Creating a wildlife portrait and not sure at which stage (or part) of the painting you should be using pastel pencils, hard pastels and soft pastels? Confused by the varied recommendations in the 'how-to' pastel books on the order of laying pastels down?

Wildlife portraits are pretty straightforward if you remember simply that the focal point (which is usually the eyes) should have the greatest detail, and it doesn't much matter what happens in the rest of the painting.

Pastelists have a bewildering number of rules for painting successfully with pastel - you should use hard pastels for outlining and blocking in the first layers, you should use firm pastels for the lower layers, and soft pastels for the upper layers, you should work from darks to lights in your colour palette, you should limit the number of pastel colours you use to less than a dozen for consistency, you should maintain the same tonal range within an area to keep consistency, you should vary your stroke direction and pressure for variety, etc. It all becomes a bit complicated to follow!

I find that pastel pencils in particular allow you to achieve a level of detail in pastel paintings that is otherwise unobtainable with ordinary soft pastels. So I often tend to use pastel pencils or hard pastels exclusively for detailed sections of paintings, and this makes it very easy to work out where I should be using them!

The most crucial part of a wildlife painting to get right is/are the animal's eye/s (see WIPs 1 and 2). Without a sufficient level of detail and precision in the eye region, the painting loses believability. You can do pretty much anything with the remainder of the animal - it can be scratchy and loose, with lost and found edges, thick expressive strokes of soft pastel, anything, so long as there is detail in the eye, which usually acts as the focal point.

WIP1 and 2 golden whistler 2 copy.jpg

After getting the focal point of the eye right with pastel pencils, I usually then combine both soft and hard pastels - I use the soft pastels to lay in broad sections of the base colour, then if I need detailed sections of shadow or light I'll often use the hard pastels over the top (see WIPs 3 and 4).

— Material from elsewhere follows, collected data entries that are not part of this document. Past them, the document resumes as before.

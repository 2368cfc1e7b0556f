use axum::http::StatusCode;
use penghuni_api::policy::DenyReason;
use penghuni_api::{CatalogError, DeviceId, PresenceError, RoomId};

#[derive(Debug, Clone, PartialEq, thiserror::Error)]
pub enum HouseError {
    #[error("Room not found: {0}")]
    UnknownRoom(RoomId),

    #[error("Device not found: {0}")]
    UnknownDevice(DeviceId),

    #[error("No route for {0}")]
    Unroutable(String),

    #[error("Permission denied: {0}")]
    PermissionDenied(DenyReason),

    #[error("Message bus unavailable")]
    BusUnavailable,

    #[error("Malformed payload on {topic}: {payload:?}")]
    MalformedPayload { topic: String, payload: String },

    #[error("Invalid catalog: {0}")]
    InvalidCatalog(CatalogError),
}

impl HouseError {
    pub fn status_code(&self) -> StatusCode {
        match self {
            HouseError::UnknownRoom(_) => StatusCode::NOT_FOUND,
            HouseError::UnknownDevice(_) => StatusCode::NOT_FOUND,
            HouseError::Unroutable(_) => StatusCode::BAD_REQUEST,
            HouseError::PermissionDenied(_) => StatusCode::FORBIDDEN,
            HouseError::BusUnavailable => StatusCode::SERVICE_UNAVAILABLE,
            HouseError::MalformedPayload { .. } => StatusCode::BAD_REQUEST,
            HouseError::InvalidCatalog(_) => StatusCode::INTERNAL_SERVER_ERROR,
        }
    }

    /// Gateway result kind: the command could not be addressed at all.
    pub fn is_unroutable(&self) -> bool {
        matches!(
            self,
            HouseError::UnknownRoom(_) | HouseError::UnknownDevice(_) | HouseError::Unroutable(_)
        )
    }

    pub fn deny_reason(&self) -> Option<DenyReason> {
        match self {
            HouseError::PermissionDenied(reason) => Some(*reason),
            _ => None,
        }
    }
}

impl From<PresenceError> for HouseError {
    fn from(error: PresenceError) -> Self {
        match error {
            PresenceError::UnknownRoom(room) => HouseError::UnknownRoom(room),
        }
    }
}

impl From<CatalogError> for HouseError {
    fn from(error: CatalogError) -> Self {
        HouseError::InvalidCatalog(error)
    }
}
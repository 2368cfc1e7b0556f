mod house;

pub use house::*;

WIP3 and 4 golden whistler 3.jpg

It can be difficult assessing how much detail to use in the remainder of the animal's body (see WIP 5) - too much and it appears static and flat, which is a common criticism of acrylic paintings in which the detail of every feather is included. Detail also takes a lot of time to include - so you want to be sure that you need to include it before you spend hours laying in every single feather! Less detail can also help create a sense of movement, with blurring edges and rough strokes.

WIP 5 golden whistler.jpg

When blocking in the branches of this piece, one of the most crucial components was defining the areas of light and shadow along the branch (see WIP 6). I did this with broad strokes using soft pastels directly. Without shadows the branch would look completely flat, and the scene would appear unrealistic. This is one reason I particularly like painting from reference photos taken in sunny areas - light provides for fascinating effects when painting, and scenes lit completely by diffuse light can seem lifeless.

WIP 6 golden whistler.jpg

It is much easier to lay soft pastel regardless of the number of previous layers of pastel filling the grain of the sanded paper, so if there's a section that needs a particularly bright highlight, I'll add that in with soft pastels too (pressing harder with hard pastels doesn't give you brighter highlights, you tend just to scrape the previous layers off and see the colour of the paper showing through; see WIP 7 and the highlights on the breast and branches).

WIP 7 golden whistler.jpg

In this painting, all the highlights were added with soft pastels, even down to the stroke of light coursing down the left leg - I couldn't achieve this brightness without the soft pastel.

Have you ever been unsure of where to use the various different types of pastels in your paintings? Do you have a method that seems to work best for you?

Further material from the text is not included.